The Theosophy did not believe in differences between two religions, rather it focussed on reviving the ancient religions of Asia—Hinduism, Zoroastrianism, and Buddhism. A theosophist could be of any religion and without giving up his earlier faith could become a Theosophist. In its meetings, prayers of all religions were organized.

The Theosophical society flourished with the arrival of Madame Annie Besant, an Irish lady, born in 1847. She was separated from her husband, an Anglican clergyman. She joined the Theosophical Society in 1882 and came to India in 1893 after the death of Madame Blavatsky. Dr. Besant became the President of The Theosophical Society in 1907, after the death of O.S. Olcott.

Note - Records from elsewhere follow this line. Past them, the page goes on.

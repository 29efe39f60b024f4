//! Editor-side coordination for an out-of-process code intelligence engine.
//!
//! The [`Coordinator`] sits between a host editor ([`EditorSurface`]) and an
//! engine ([`codeintel_engine::EngineClient`]):
//!
//! - editor events decide whether to ask the engine anything ([`trigger`]);
//! - each view keeps a [`Buffer`] session in the [`SessionRegistry`];
//! - engine answers are formatted ([`format`]) and applied on the UI thread
//!   through the [`UiQueue`], after checking they are not stale;
//! - status messages go through the [`NotificationService`];
//! - definition jumps are recorded per window in the [`HistoryService`].

pub mod buffer;
pub mod config;
pub mod coordinator;
pub mod editor;
pub mod error;
pub mod format;
pub mod history;
pub mod notify;
pub mod registry;
pub mod scheduler;
pub mod trigger;
pub mod ui;

pub use buffer::{Buffer, CurrentLine, UNSAVED_PATH};
pub use config::{Config, LanguageSettings, TooltipMode};
pub use coordinator::Coordinator;
pub use editor::{
    CommandHistory, EditOrigin, EditorCommand, EditorSurface, ViewId, ViewSnapshot, WindowId,
};
pub use error::{ConfigError, CoreError, CoreResult};
pub use format::CompletionItem;
pub use history::HistoryService;
pub use notify::{NotificationService, StatusKind, StatusRequest};
pub use registry::SessionRegistry;
pub use scheduler::{Scheduler, TokioScheduler};
pub use ui::{UiJob, UiLoop, UiQueue};
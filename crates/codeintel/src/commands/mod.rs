//! Command handlers for the codeintel CLI.

pub mod config;
pub mod console;
pub mod logging;
pub mod query;

pub use config::*;
pub use logging::*;
pub use query::*;
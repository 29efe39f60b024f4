use regex::Regex;
use std::sync::OnceLock;

/// Indent of continuation lines.
pub const TIP_PADDING: &str = "   ";

/// First line is padded up to this width.
const MIN_LINE_LENGTH: usize = 80;
/// Longer continuation lines are split at this width.
const MAX_LINE_LENGTH: usize = 100;

static SIGNATURE_REGEX: OnceLock<Regex> = OnceLock::new();

fn signature_regex() -> &'static Regex {
    SIGNATURE_REGEX.get_or_init(|| {
        Regex::new(r"([^\s]+)\(([^\[\(\)]*)")
            .expect("Invalid regex pattern - this is a compile-time constant")
    })
}

/// A formatted call-tip.
#[derive(Debug, Clone, PartialEq, Eq)]
pub struct CallTip {
    /// Wrapped lines for list or panel display.
    pub lines: Vec<String>,
    /// Placeholders for the parameters not typed yet, if any.
    pub snippet: Option<String>,
    /// Single-line text for the status bar.
    pub text: String,
}

/// Format an engine call-tip.
///
/// The first line of `tip` is the signature, the rest is documentation.
/// `line` is the current line up to the cursor and decides how many
/// arguments are already typed. A signature without a parsable parameter
/// list yields no snippet.
pub fn format_call_tip(tip: &str, line: &str) -> CallTip {
    let tip_info: Vec<&str> = tip.split('\n').collect();
    let signature = tip_info.first().copied().unwrap_or_default();
    let doc = tip_info[1..].join(" ");

    let (snippet, text) = match signature_regex().captures(signature) {
        Some(caps) => {
            let params = caps.get(2).map_or("", |m| m.as_str());
            let snippet = parameter_snippet(params, line);
            (snippet, format!("{} - {}", doc, signature).trim().to_string())
        }
        None => (None, format!("{} {}", signature, doc).trim().to_string()),
    };

    CallTip {
        lines: wrap_tip(&tip_info),
        snippet,
        text,
    }
}

/// Pad and wrap tip lines for display.
///
/// The signature line is padded to a fixed width so the list or panel does
/// not resize as documentation lines vary.
pub fn wrap_tip(tip_info: &[&str]) -> Vec<String> {
    let mut lines = Vec::new();
    for (i, tip) in tip_info.iter().enumerate() {
        let len = tip.chars().count();
        if i == 0 {
            lines.push(format!("{tip:<width$}", width = MIN_LINE_LENGTH));
        } else if len > MAX_LINE_LENGTH {
            let chars: Vec<char> = tip.chars().collect();
            for chunk in chars.chunks(MAX_LINE_LENGTH) {
                lines.push(format!(
                    "{TIP_PADDING}{}{TIP_PADDING}",
                    chunk.iter().collect::<String>()
                ));
            }
        } else {
            lines.push(format!("{TIP_PADDING}{tip}{TIP_PADDING}"));
        }
    }
    lines
}

/// Placeholders for the parameters in `params` not covered by the
/// arguments already typed on `line`.
fn parameter_snippet(params: &str, line: &str) -> Option<String> {
    let typed = typed_arguments(line);
    let (arguments, separator) = match &typed {
        Some(t) => (t.count, t.separator.as_str()),
        None => (0, ""),
    };

    let mut placeholders = Vec::new();
    for (i, param) in params.split(',').map(str::trim).enumerate() {
        if param.is_empty() || i < arguments {
            continue;
        }
        let var = param.split('=').next().unwrap_or_default().trim();
        // Typed parameters: take the name after the type
        let var = match var.split(' ').nth(1) {
            Some(name) if var.contains(' ') => name,
            _ => var,
        };
        let var = var.strip_prefix('$').unwrap_or(var);
        if var.is_empty() {
            continue;
        }
        placeholders.push(format!("${{{}:{}}}", placeholders.len() + 1, var));
    }

    if placeholders.is_empty() {
        return None;
    }
    let snippet = placeholders.join(", ");
    if arguments > 0 {
        Some(format!("{separator}{snippet}"))
    } else {
        Some(snippet)
    }
}

#[derive(Debug, PartialEq, Eq)]
struct TypedArguments {
    count: usize,
    /// Text to insert before the first placeholder.
    separator: String,
}

/// Count the arguments already typed inside the innermost open `(`.
fn typed_arguments(line: &str) -> Option<TypedArguments> {
    let mut open: Vec<(usize, char)> = Vec::new();
    for (i, c) in line.char_indices() {
        match c {
            '(' | '[' | '{' => open.push((i, c)),
            ')' | ']' | '}' => {
                open.pop();
            }
            _ => {}
        }
    }
    let start = open.iter().rev().find(|(_, c)| *c == '(').map(|(i, _)| i + 1)?;
    let inside = &line[start..];

    let compact: String = inside.chars().filter(|c| !c.is_whitespace()).collect();
    if compact.is_empty() {
        return None;
    }

    let mut depth = 0usize;
    let mut commas = 0;
    for c in compact.chars() {
        match c {
            '(' | '[' | '{' => depth += 1,
            ')' | ']' | '}' => depth = depth.saturating_sub(1),
            ',' if depth == 0 => commas += 1,
            _ => {}
        }
    }

    let mut separator = String::new();
    let count = if compact.ends_with(',') {
        commas
    } else {
        separator.push(',');
        commas + 1
    };
    if !line.ends_with(' ') {
        separator.push(' ');
    }
    Some(TypedArguments { count, separator })
}

#[cfg(test)]
mod tests {
    use super::*;

    #[test]
    fn test_remaining_parameters_after_typed_arguments() {
        let tip = format_call_tip("foo(a, b, c)", "foo(1, ");
        assert_eq!(tip.snippet.as_deref(), Some("${1:b}, ${2:c}"));
    }

    #[test]
    fn test_no_arguments_typed() {
        let tip = format_call_tip("foo(a, b=2, *args)\nDo the foo.", "foo(");
        assert_eq!(tip.snippet.as_deref(), Some("${1:a}, ${2:b}, ${3:*args}"));
        assert_eq!(tip.text, "Do the foo. - foo(a, b=2, *args)");
    }

    #[test]
    fn test_separator_when_no_trailing_comma() {
        let tip = format_call_tip("foo(a, b, c)", "foo(1");
        assert_eq!(tip.snippet.as_deref(), Some(", ${1:b}, ${2:c}"));

        let tip = format_call_tip("foo(a, b, c)", "foo(1,");
        assert_eq!(tip.snippet.as_deref(), Some(" ${1:b}, ${2:c}"));
    }

    #[test]
    fn test_nested_calls_count_outer_arguments() {
        let tip = format_call_tip("foo(a, b, c)", "foo(bar(1, 2), ");
        assert_eq!(tip.snippet.as_deref(), Some("${1:b}, ${2:c}"));
    }

    #[test]
    fn test_all_arguments_typed() {
        let tip = format_call_tip("foo(a, b)", "foo(1, 2, ");
        assert_eq!(tip.snippet, None);
    }

    #[test]
    fn test_typed_and_php_parameters() {
        let tip = format_call_tip("strpos(string $haystack, mixed $needle)", "strpos(");
        assert_eq!(tip.snippet.as_deref(), Some("${1:haystack}, ${2:needle}"));
    }

    #[test]
    fn test_unparsable_signature_degrades_to_raw_text() {
        let tip = format_call_tip("no signature here\nsecond line", "x");
        assert_eq!(tip.snippet, None);
        assert_eq!(tip.text, "no signature here second line");
        assert_eq!(tip.lines.len(), 2);
    }

    #[test]
    fn test_wrap_tip() {
        let long = "x".repeat(250);
        let lines = wrap_tip(&["sig()", "short", &long]);
        assert_eq!(lines[0].chars().count(), 80);
        assert!(lines[0].starts_with("sig()"));
        assert_eq!(lines[1], "   short   ");
        assert_eq!(lines.len(), 5);
        assert_eq!(lines[2].chars().count(), 106);
        assert_eq!(lines[4], format!("   {}   ", "x".repeat(50)));
    }

    #[test]
    fn test_typed_arguments() {
        assert_eq!(typed_arguments("x = 1"), None);
        assert_eq!(typed_arguments("foo("), None);
        assert_eq!(typed_arguments("foo(a)"), None);
        assert_eq!(
            typed_arguments("foo(a, [1, 2], "),
            Some(TypedArguments {
                count: 2,
                separator: String::new()
            })
        );
    }
}
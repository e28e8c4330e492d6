use serde::{Deserialize, Serialize};
use sha2::{Digest, Sha256};
use std::fs;
use std::path::{Path, PathBuf};

use crate::options::TransformOptions;
use crate::transform::TransformResult;

pub const DEFAULT_CACHE_DIR: &str = ".amd2closure/cache";

#[derive(Serialize, Deserialize)]
pub struct CacheEntry {
    pub hash: String,
    pub result: TransformResult,
}

/// On-disk cache of transform results, keyed by unit path and validated
/// against a hash of (path, source, options).
pub struct IncrementalCache {
    cache_dir: PathBuf,
}

impl IncrementalCache {
    pub fn new(cache_dir: impl AsRef<Path>) -> Self {
        let cache_dir = cache_dir.as_ref().to_path_buf();
        if !cache_dir.exists() {
            if let Err(e) = fs::create_dir_all(&cache_dir) {
                log::warn!("cannot create cache dir {}: {}", cache_dir.display(), e);
            }
        }
        Self { cache_dir }
    }

    pub fn compute_hash(file_path: &str, source: &str, options: &TransformOptions) -> String {
        let mut hasher = Sha256::new();
        hasher.update(file_path.as_bytes());
        hasher.update([0u8]);
        hasher.update(source.as_bytes());
        hasher.update([0u8]);
        // options serialize deterministically (struct field order)
        if let Ok(json) = serde_json::to_string(options) {
            hasher.update(json.as_bytes());
        }
        format!("{:x}", hasher.finalize())
    }

    fn get_cache_path(&self, file_path: &str) -> PathBuf {
        let safe_name = file_path
            .replace('/', "_")
            .replace('\\', "_")
            .replace(':', "_");
        self.cache_dir.join(format!("{}.json", safe_name))
    }

    pub fn get(
        &self,
        file_path: &str,
        source: &str,
        options: &TransformOptions,
    ) -> Option<TransformResult> {
        let cache_path = self.get_cache_path(file_path);
        let data = fs::read_to_string(&cache_path).ok()?;

        let entry: CacheEntry = match serde_json::from_str(&data) {
            Ok(e) => e,
            Err(e) => {
                log::warn!("cache entry for {} is corrupt: {}", file_path, e);
                fs::remove_file(cache_path).ok();
                return None;
            }
        };

        if entry.hash == Self::compute_hash(file_path, source, options) {
            log::debug!("cache hit: {}", file_path);
            Some(entry.result)
        } else {
            None
        }
    }

    pub fn set(
        &self,
        file_path: &str,
        source: &str,
        options: &TransformOptions,
        result: &TransformResult,
    ) {
        let entry = CacheEntry {
            hash: Self::compute_hash(file_path, source, options),
            result: result.clone(),
        };
        match serde_json::to_string(&entry) {
            Ok(data) => {
                if let Err(e) = fs::write(self.get_cache_path(file_path), data) {
                    log::warn!("cannot write cache entry for {}: {}", file_path, e);
                }
            }
            Err(e) => log::warn!("cannot serialize cache entry for {}: {}", file_path, e),
        }
    }
}

#[cfg(test)]
mod tests {
    use super::*;
    use crate::transform::transform;

    #[test]
    fn test_round_trip_and_invalidation() {
        let dir = tempfile::tempdir().unwrap();
        let cache = IncrementalCache::new(dir.path().join("cache"));
        let options = TransformOptions::default();
        let source = "define(function () { return 1; });";
        let result = transform("a/b.js", source, &options).unwrap();

        assert!(cache.get("a/b.js", source, &options).is_none());
        cache.set("a/b.js", source, &options, &result);
        assert_eq!(cache.get("a/b.js", source, &options), Some(result));

        // any change to the key inputs misses
        assert!(cache.get("a/b.js", "define({});", &options).is_none());
        let other = options.clone().with_namespace("x");
        assert!(cache.get("a/b.js", source, &other).is_none());
    }

    #[test]
    fn test_corrupt_entry_is_dropped() {
        let dir = tempfile::tempdir().unwrap();
        let cache = IncrementalCache::new(dir.path());
        let path = dir.path().join("u.js.json");
        fs::write(&path, "not json").unwrap();
        assert!(cache.get("u.js", "", &TransformOptions::default()).is_none());
        assert!(!path.exists());
    }

    #[test]
    fn test_hash_depends_on_path() {
        let o = TransformOptions::default();
        assert_ne!(
            IncrementalCache::compute_hash("a.js", "x", &o),
            IncrementalCache::compute_hash("b.js", "x", &o)
        );
    }
}
//! `amd2closure`: rewrite AMD `define()` units into Closure namespaces.
//!
//! ```text
//! amd2closure src/app --base-url src --namespace myapp --out-dir build
//! amd2closure src/app/main.js --base-url src
//! ```
//!
//! Single files print to stdout unless `--out-dir` is given. Exits non-zero
//! when any unit fails to parse or cannot be read or written.

use std::fs;
use std::path::{Path, PathBuf};
use std::process;

use amd_closure_native::{
    transform_directory, transform_file, IncrementalCache, TransformOptions, TransformResult,
    DEFAULT_CACHE_DIR,
};
use anyhow::{Context, Result};
use clap::Parser;

#[derive(Parser)]
#[command(
    name = "amd2closure",
    about = "Rewrite AMD define() modules into goog.provide/goog.require namespaces"
)]
struct Cli {
    /// Files or directories to transform.
    #[arg(required = true)]
    inputs: Vec<PathBuf>,

    /// Directory namespaces are derived relative to.
    #[arg(long)]
    base_url: Option<String>,

    /// Dotted prefix applied to every local namespace.
    #[arg(long)]
    namespace: Option<String>,

    /// Path root exempt from the namespace prefix (repeatable).
    #[arg(long = "foreign-lib")]
    foreign_libs: Vec<String>,

    /// Drop comments from the output.
    #[arg(long)]
    no_format: bool,

    /// Object carrying provide/require (default: goog).
    #[arg(long)]
    target_object: Option<String>,

    /// Suffix appended to each unit's own namespace.
    #[arg(long)]
    own_suffix: Option<String>,

    /// JSON options file; flags override its values.
    #[arg(long)]
    config: Option<PathBuf>,

    /// Write transformed units here instead of stdout.
    #[arg(long)]
    out_dir: Option<PathBuf>,

    /// Reuse results from the on-disk cache.
    #[arg(long)]
    cache: bool,
}

impl Cli {
    fn options(&self) -> Result<TransformOptions> {
        let mut options = match &self.config {
            Some(path) => TransformOptions::from_file(path)
                .with_context(|| format!("loading config {}", path.display()))?,
            None => TransformOptions::default(),
        };
        if let Some(base_url) = &self.base_url {
            options.base_url = base_url.clone();
        }
        if let Some(namespace) = &self.namespace {
            options.namespace = Some(namespace.clone());
        }
        if !self.foreign_libs.is_empty() {
            options.foreign_libs = self.foreign_libs.clone();
        }
        if self.no_format {
            options.format = false;
        }
        if let Some(target) = &self.target_object {
            options.target_object = target.clone();
        }
        if let Some(suffix) = &self.own_suffix {
            options.own_suffix = Some(suffix.clone());
        }
        Ok(options)
    }
}

fn emit(path: &Path, result: &TransformResult, out: Option<&Path>) -> Result<()> {
    for diagnostic in &result.diagnostics {
        diagnostic.emit();
    }
    match out {
        Some(target) => {
            if let Some(parent) = target.parent() {
                fs::create_dir_all(parent)
                    .with_context(|| format!("creating {}", parent.display()))?;
            }
            fs::write(target, format!("{}\n", result.code))
                .with_context(|| format!("writing {}", target.display()))?;
            log::info!("{} -> {}", path.display(), target.display());
        }
        None => println!("{}", result.code),
    }
    Ok(())
}

fn run(cli: &Cli) -> Result<bool> {
    let options = cli.options()?;
    let cache = cli.cache.then(|| IncrementalCache::new(DEFAULT_CACHE_DIR));
    let mut ok = true;

    for input in &cli.inputs {
        if input.is_dir() {
            for outcome in transform_directory(input, &options, cache.as_ref()) {
                let target = cli.out_dir.as_ref().map(|dir| {
                    dir.join(outcome.path.strip_prefix(input).unwrap_or(&outcome.path))
                });
                match outcome.result {
                    Ok(result) => emit(&outcome.path, &result, target.as_deref())?,
                    Err(e) => {
                        log::error!("{}", e);
                        ok = false;
                    }
                }
            }
        } else {
            let target = match (&cli.out_dir, input.file_name()) {
                (Some(dir), Some(name)) => Some(dir.join(name)),
                _ => None,
            };
            match transform_file(input, &options, cache.as_ref()) {
                Ok(result) => emit(input, &result, target.as_deref())?,
                Err(e) => {
                    log::error!("{}", e);
                    ok = false;
                }
            }
        }
    }
    Ok(ok)
}

fn main() -> Result<()> {
    env_logger::Builder::from_env(env_logger::Env::default().default_filter_or("warn")).init();

    let cli = Cli::parse();
    if !run(&cli)? {
        process::exit(1);
    }
    Ok(())
}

Annie Besant believed that we could solve our present-day problems by reviving ancient ideals and institutions, mainly of Hindu religion in our daily life. She translated the Bhagavad Gita and preached its wisdom. She also wrote a commentary on the Ramayana and Mahabharata. She was impressed by the Hindu culture and adopted the Hindu way of life-its dress, food, and social manners.

She founded the Central Hindu School in Banares in 1898 to teach Hinduism to Hindus and give Hinduism a spearhead thus ensuring its future. Later, in 1915, Pandit Madan Mohan Malaviya developed the same school into a college.

Annie Besant infused much confidence in most of the Hindus but the orthodox Hindus opposed her radical views. Eventually, she dedicated herself to politics and joined Indian National Congress in 1915, and became its first woman President in 1917. She also started the Home Rule League in September 1916 on the pattern of the Irish Home Rule League and propagated progressive views through her newspaper ‘New India’ and ‘Common Weal”. She was also instrumental in bringing Tilak back into Congress at the Lucknow session (1916).